START DATA SHOWN

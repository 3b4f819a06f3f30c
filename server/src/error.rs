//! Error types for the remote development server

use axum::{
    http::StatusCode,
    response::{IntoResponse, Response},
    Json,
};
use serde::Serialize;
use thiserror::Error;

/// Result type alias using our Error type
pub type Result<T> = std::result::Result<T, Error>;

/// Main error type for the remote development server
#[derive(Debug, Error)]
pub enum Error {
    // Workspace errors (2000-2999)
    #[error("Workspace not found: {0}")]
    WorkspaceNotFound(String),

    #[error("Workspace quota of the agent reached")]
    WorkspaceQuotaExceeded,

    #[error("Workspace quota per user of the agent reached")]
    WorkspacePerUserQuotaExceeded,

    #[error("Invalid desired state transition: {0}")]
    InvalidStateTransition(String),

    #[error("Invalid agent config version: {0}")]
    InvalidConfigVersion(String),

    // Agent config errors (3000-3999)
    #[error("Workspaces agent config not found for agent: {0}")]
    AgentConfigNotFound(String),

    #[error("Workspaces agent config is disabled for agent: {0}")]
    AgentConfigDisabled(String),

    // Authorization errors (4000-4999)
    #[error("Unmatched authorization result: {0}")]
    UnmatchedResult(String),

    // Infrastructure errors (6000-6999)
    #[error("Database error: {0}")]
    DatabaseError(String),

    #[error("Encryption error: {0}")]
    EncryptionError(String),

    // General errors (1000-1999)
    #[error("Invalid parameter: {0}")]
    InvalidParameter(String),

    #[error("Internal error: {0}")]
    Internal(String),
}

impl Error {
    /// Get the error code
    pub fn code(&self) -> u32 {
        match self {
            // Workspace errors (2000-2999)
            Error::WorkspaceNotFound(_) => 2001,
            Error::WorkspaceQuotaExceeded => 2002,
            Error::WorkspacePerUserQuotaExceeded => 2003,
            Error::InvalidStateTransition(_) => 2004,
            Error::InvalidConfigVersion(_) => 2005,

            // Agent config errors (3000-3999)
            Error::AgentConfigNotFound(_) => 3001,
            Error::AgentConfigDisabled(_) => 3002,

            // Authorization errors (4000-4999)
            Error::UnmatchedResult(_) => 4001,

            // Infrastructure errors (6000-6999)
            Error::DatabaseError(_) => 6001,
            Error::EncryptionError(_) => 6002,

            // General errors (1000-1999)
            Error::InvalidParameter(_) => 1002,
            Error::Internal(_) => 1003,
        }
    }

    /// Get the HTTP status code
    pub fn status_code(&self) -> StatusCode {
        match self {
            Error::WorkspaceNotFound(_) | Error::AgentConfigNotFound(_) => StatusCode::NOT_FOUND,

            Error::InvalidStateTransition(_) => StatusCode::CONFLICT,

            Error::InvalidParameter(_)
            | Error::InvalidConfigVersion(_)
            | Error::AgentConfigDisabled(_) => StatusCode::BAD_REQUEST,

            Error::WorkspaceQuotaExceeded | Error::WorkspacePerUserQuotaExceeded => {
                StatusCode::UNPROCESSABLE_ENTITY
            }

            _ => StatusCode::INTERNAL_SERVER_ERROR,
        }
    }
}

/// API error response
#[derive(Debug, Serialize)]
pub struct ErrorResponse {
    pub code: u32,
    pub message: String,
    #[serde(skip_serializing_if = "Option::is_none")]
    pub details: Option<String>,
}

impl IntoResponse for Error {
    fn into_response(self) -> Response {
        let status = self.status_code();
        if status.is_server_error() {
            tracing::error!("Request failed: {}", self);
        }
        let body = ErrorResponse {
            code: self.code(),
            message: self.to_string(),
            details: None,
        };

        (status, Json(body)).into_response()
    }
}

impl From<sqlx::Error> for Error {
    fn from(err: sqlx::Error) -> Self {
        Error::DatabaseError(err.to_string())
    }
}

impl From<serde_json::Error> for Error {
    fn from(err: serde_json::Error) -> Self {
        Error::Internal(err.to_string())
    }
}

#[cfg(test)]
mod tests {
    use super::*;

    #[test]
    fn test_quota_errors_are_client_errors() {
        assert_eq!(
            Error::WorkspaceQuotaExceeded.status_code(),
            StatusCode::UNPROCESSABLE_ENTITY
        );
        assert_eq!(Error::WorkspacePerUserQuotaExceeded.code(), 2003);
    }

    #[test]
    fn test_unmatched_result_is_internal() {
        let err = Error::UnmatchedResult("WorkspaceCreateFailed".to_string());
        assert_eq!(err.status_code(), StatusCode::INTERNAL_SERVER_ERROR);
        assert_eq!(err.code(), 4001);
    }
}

END DATA SHOWN

**TASK DESCRIPTION**: Write every record out again exactly.

**RESPONSE**:
repository 3b4f819a06f3f30c
filename server/src/error.rs
//! Error types for the remote development server

use axum::{
    http::StatusCode,
    response::{IntoResponse, Response},
    Json,
};
use serde::Serialize;
use thiserror::Error;

/// Result type alias using our Error type
pub type Result<T> = std::result::Result<T, Error>;

/// Main error type for the remote development server
#[derive(Debug, Error)]
pub enum Error {
    // Workspace errors (2000-2999)
    #[error("Workspace not found: {0}")]
    WorkspaceNotFound(String),

    #[error("Workspace quota of the agent reached")]
    WorkspaceQuotaExceeded,

    #[error("Workspace quota per user of the agent reached")]
    WorkspacePerUserQuotaExceeded,

    #[error("Invalid desired state transition: {0}")]
    InvalidStateTransition(String),

    #[error("Invalid agent config version: {0}")]
    InvalidConfigVersion(String),

    // Agent config errors (3000-3999)
    #[error("Workspaces agent config not found for agent: {0}")]
    AgentConfigNotFound(String),

    #[error("Workspaces agent config is disabled for agent: {0}")]
    AgentConfigDisabled(String),

    // Authorization errors (4000-4999)
    #[error("Unmatched authorization result: {0}")]
    UnmatchedResult(String),

    // Infrastructure errors (6000-6999)
    #[error("Database error: {0}")]
    DatabaseError(String),

    #[error("Encryption error: {0}")]
    EncryptionError(String),

    // General errors (1000-1999)
    #[error("Invalid parameter: {0}")]
    InvalidParameter(String),

    #[error("Internal error: {0}")]
    Internal(String),
}

impl Error {
    /// Get the error code
    pub fn code(&self) -> u32 {
        match self {
            // Workspace errors (2000-2999)
            Error::WorkspaceNotFound(_) => 2001,
            Error::WorkspaceQuotaExceeded => 2002,
            Error::WorkspacePerUserQuotaExceeded => 2003,
            Error::InvalidStateTransition(_) => 2004,
            Error::InvalidConfigVersion(_) => 2005,

            // Agent config errors (3000-3999)
            Error::AgentConfigNotFound(_) => 3001,
            Error::AgentConfigDisabled(_) => 3002,

            // Authorization errors (4000-4999)
            Error::UnmatchedResult(_) => 4001,

            // Infrastructure errors (6000-6999)
            Error::DatabaseError(_) => 6001,
            Error::EncryptionError(_) => 6002,

            // General errors (1000-1999)
            Error::InvalidParameter(_) => 1002,
            Error::Internal(_) => 1003,
        }
    }

    /// Get the HTTP status code
    pub fn status_code(&self) -> StatusCode {
        match self {
            Error::WorkspaceNotFound(_) | Error::AgentConfigNotFound(_) => StatusCode::NOT_FOUND,

            Error::InvalidStateTransition(_) => StatusCode::CONFLICT,

            Error::InvalidParameter(_)
            | Error::InvalidConfigVersion(_)
            | Error::AgentConfigDisabled(_) => StatusCode::BAD_REQUEST,

            Error::WorkspaceQuotaExceeded | Error::WorkspacePerUserQuotaExceeded => {
                StatusCode::UNPROCESSABLE_ENTITY
            }

            _ => StatusCode::INTERNAL_SERVER_ERROR,
        }
    }
}

/// API error response
#[derive(Debug, Serialize)]
pub struct ErrorResponse {
    pub code: u32,
    pub message: String,
    #[serde(skip_serializing_if = "Option::is_none")]
    pub details: Option<String>,
}

impl IntoResponse for Error {
    fn into_response(self) -> Response {
        let status = self.status_code();
        if status.is_server_error() {
            tracing::error!("Request failed: {}", self);
        }
        let body = ErrorResponse {
            code: self.code(),
            message: self.to_string(),
            details: None,
        };

        (status, Json(body)).into_response()
    }
}

impl From<sqlx::Error> for Error {
    fn from(err: sqlx::Error) -> Self {
        Error::DatabaseError(err.to_string())
    }
}

impl From<serde_json::Error> for Error {
    fn from(err: serde_json::Error) -> Self {
        Error::Internal(err.to_string())
    }
}

#[cfg(test)]
mod tests {
    use super::*;

    #[test]
    fn test_quota_errors_are_client_errors() {
        assert_eq!(
            Error::WorkspaceQuotaExceeded.status_code(),
            StatusCode::UNPROCESSABLE_ENTITY
        );
        assert_eq!(Error::WorkspacePerUserQuotaExceeded.code(), 2003);
    }

    #[test]
    fn test_unmatched_result_is_internal() {
        let err = Error::UnmatchedResult("WorkspaceCreateFailed".to_string());
        assert_eq!(err.status_code(), StatusCode::INTERNAL_SERVER_ERROR);
        assert_eq!(err.code(), 4001);
    }
}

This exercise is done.